Exercise prompt –
Pick out the lines below that contain the string "HeaderName" and copy them all.

________

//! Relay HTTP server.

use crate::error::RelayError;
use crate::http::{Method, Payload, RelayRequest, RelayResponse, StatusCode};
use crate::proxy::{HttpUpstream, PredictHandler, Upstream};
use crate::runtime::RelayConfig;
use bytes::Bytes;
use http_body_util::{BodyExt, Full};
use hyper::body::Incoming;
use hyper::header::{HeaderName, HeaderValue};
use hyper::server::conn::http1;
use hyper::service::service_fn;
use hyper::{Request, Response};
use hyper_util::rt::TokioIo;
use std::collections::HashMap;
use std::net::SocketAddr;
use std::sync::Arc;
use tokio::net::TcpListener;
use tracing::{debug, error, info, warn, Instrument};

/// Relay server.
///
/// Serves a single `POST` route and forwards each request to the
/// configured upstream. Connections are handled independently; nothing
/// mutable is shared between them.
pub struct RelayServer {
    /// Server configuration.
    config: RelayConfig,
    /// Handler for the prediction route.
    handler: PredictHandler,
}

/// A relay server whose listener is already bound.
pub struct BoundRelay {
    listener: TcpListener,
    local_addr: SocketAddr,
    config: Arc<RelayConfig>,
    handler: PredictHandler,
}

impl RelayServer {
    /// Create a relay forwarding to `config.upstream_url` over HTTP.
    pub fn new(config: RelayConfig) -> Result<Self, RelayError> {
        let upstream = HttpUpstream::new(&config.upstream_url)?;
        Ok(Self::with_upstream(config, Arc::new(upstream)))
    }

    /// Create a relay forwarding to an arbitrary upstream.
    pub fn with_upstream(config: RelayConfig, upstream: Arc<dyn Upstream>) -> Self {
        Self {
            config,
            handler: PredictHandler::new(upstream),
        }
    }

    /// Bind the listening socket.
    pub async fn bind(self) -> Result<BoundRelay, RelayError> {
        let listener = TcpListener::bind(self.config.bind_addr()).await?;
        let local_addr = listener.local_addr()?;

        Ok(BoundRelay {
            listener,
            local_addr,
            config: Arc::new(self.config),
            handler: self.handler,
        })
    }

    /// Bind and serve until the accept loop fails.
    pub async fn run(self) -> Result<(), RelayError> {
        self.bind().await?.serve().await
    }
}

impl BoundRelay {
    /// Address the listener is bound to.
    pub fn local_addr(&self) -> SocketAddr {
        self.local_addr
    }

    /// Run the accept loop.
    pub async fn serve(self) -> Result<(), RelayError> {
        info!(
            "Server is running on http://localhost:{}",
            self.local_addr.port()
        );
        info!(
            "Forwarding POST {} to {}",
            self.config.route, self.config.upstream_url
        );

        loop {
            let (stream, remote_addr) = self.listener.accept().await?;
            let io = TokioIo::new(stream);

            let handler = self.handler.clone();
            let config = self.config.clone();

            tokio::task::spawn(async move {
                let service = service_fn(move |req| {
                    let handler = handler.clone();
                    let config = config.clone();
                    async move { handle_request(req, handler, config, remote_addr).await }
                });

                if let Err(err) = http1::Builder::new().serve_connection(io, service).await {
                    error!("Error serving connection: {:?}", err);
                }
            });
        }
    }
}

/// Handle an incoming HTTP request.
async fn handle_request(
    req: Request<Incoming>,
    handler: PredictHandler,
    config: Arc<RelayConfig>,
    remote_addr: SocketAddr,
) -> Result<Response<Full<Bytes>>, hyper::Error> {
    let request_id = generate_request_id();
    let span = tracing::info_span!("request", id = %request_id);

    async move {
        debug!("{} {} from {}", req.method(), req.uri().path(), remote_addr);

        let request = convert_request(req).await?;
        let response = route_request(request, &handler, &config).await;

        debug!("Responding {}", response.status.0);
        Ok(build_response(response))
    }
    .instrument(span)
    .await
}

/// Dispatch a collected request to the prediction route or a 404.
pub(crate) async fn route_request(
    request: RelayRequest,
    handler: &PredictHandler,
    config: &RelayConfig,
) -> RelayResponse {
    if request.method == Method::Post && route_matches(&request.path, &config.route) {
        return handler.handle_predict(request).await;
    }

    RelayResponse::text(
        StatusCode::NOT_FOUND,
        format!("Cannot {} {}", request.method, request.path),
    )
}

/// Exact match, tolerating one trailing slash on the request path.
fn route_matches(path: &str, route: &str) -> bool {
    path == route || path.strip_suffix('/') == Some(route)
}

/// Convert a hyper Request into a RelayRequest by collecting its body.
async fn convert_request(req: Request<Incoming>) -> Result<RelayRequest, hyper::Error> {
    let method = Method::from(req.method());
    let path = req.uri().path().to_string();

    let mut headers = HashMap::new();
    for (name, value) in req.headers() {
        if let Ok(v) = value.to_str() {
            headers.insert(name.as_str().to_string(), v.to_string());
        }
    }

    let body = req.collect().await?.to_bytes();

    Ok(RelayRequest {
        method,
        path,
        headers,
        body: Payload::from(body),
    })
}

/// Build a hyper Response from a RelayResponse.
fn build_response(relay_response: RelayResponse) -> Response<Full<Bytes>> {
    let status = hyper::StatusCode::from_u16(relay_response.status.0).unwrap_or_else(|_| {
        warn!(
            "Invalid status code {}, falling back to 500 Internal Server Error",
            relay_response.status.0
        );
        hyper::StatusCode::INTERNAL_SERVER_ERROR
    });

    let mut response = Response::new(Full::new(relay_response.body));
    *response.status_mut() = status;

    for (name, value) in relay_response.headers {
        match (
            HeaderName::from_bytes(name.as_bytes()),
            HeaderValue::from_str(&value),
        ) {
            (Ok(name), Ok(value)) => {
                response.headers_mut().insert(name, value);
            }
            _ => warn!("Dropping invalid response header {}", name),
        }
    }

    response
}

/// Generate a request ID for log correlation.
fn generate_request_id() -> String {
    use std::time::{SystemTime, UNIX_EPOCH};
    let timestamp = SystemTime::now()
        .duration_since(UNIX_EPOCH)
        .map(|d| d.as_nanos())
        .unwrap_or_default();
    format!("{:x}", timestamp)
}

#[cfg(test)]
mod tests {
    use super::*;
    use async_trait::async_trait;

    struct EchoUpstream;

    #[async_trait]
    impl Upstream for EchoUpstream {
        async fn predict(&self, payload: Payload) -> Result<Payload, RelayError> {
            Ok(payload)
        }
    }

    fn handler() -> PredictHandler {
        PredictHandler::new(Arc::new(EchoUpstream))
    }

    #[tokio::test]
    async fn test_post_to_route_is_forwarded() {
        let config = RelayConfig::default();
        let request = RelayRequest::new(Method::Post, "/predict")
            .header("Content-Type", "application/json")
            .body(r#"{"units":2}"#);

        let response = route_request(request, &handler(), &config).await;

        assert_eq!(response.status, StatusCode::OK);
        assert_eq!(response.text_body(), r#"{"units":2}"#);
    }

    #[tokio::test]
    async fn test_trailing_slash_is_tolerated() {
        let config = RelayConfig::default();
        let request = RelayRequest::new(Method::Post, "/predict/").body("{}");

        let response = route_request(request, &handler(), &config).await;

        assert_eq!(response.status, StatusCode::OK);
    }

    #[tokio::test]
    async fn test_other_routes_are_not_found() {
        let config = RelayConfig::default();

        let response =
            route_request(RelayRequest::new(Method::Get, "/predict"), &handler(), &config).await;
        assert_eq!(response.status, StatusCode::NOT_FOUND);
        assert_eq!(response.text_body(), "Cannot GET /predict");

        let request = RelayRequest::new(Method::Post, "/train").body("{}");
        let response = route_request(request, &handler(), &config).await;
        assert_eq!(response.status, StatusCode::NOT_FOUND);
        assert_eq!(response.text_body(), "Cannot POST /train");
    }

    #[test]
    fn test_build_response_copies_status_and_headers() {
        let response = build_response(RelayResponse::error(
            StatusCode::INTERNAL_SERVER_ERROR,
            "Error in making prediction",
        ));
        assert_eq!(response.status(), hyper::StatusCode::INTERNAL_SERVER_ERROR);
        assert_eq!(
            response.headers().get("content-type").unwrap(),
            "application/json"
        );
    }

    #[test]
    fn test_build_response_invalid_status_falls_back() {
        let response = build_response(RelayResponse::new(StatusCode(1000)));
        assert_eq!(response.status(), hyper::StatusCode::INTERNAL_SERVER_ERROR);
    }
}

________

Answer to this problem –
use hyper::header::{HeaderName, HeaderValue};
            HeaderName::from_bytes(name.as_bytes()),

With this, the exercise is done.